Start of SUPPLIED RECORDS
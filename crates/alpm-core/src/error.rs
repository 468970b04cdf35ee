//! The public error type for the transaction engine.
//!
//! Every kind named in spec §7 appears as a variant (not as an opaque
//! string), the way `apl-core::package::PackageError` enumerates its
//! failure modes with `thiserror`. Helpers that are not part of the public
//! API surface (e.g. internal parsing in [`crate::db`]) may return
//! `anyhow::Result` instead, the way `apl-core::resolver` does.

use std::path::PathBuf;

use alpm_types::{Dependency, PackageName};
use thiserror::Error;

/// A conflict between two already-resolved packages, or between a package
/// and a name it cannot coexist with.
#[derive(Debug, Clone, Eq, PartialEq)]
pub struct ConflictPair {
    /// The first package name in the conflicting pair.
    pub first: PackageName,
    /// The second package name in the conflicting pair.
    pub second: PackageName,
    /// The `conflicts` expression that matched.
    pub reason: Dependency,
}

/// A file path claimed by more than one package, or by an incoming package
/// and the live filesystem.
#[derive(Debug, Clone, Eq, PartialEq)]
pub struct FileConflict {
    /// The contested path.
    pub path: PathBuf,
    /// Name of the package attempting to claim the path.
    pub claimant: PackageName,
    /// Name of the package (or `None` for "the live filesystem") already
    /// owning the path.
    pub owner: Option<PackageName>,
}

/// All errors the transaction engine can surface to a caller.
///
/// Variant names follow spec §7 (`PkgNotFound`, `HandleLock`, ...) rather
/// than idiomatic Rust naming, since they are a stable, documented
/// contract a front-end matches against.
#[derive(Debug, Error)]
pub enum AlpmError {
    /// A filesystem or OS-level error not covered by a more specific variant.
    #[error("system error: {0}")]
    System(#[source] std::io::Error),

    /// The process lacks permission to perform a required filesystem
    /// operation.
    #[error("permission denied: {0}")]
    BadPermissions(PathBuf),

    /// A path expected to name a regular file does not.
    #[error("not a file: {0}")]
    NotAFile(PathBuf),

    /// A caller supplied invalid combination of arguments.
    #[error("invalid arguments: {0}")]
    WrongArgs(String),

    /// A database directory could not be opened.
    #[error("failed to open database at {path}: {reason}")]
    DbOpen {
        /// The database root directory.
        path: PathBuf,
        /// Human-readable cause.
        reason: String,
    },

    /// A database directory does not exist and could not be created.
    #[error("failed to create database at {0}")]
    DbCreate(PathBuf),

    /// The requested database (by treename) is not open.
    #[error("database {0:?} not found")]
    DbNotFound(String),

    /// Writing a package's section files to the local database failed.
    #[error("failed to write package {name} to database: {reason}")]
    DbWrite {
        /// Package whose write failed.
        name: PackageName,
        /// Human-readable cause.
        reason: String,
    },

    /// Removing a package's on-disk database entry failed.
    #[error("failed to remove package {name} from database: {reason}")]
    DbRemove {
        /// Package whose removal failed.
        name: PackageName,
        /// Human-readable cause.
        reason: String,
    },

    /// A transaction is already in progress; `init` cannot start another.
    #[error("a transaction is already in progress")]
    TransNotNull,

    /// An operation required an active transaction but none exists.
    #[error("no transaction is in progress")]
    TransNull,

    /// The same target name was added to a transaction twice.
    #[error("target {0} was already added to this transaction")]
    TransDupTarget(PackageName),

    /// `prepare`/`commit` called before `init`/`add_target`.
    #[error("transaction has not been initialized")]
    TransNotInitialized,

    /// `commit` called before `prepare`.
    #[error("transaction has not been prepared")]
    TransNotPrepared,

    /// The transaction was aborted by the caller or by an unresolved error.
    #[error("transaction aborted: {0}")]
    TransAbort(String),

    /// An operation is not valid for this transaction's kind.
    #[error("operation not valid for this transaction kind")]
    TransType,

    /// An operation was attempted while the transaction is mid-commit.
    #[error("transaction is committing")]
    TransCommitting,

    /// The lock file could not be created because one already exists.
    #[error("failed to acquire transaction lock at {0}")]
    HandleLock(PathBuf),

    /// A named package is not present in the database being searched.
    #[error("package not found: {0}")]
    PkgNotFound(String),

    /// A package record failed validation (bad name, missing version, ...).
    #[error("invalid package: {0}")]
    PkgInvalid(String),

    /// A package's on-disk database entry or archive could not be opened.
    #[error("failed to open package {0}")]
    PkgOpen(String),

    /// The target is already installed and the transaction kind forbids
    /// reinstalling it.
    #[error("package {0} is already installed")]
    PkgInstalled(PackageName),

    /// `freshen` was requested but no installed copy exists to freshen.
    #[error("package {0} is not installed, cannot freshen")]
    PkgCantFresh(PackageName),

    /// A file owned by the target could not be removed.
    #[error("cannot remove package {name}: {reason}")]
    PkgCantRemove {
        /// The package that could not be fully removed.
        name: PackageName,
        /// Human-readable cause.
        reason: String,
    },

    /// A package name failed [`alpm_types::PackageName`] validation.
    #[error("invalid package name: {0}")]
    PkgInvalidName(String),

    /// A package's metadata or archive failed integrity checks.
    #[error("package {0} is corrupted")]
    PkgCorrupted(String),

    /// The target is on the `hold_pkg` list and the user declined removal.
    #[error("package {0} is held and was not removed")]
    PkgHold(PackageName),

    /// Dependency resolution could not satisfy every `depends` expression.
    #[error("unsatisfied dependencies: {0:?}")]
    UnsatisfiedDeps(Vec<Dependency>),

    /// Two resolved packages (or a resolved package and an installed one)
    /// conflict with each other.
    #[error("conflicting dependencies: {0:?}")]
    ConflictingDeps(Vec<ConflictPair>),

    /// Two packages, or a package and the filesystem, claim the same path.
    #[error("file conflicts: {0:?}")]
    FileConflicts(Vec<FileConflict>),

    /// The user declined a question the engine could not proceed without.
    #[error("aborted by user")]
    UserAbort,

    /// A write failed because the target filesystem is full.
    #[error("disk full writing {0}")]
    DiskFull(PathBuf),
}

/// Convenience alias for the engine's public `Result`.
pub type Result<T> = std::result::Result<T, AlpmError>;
End of SUPPLIED RECORDS
__WORK TO COMPLETE__. Every line above with the string "PkgNotFound" in it needs to be copied.

__SOLUTION TO THE EXERCISE__.
/// Variant names follow spec §7 (`PkgNotFound`, `HandleLock`, ...) rather
    PkgNotFound(String),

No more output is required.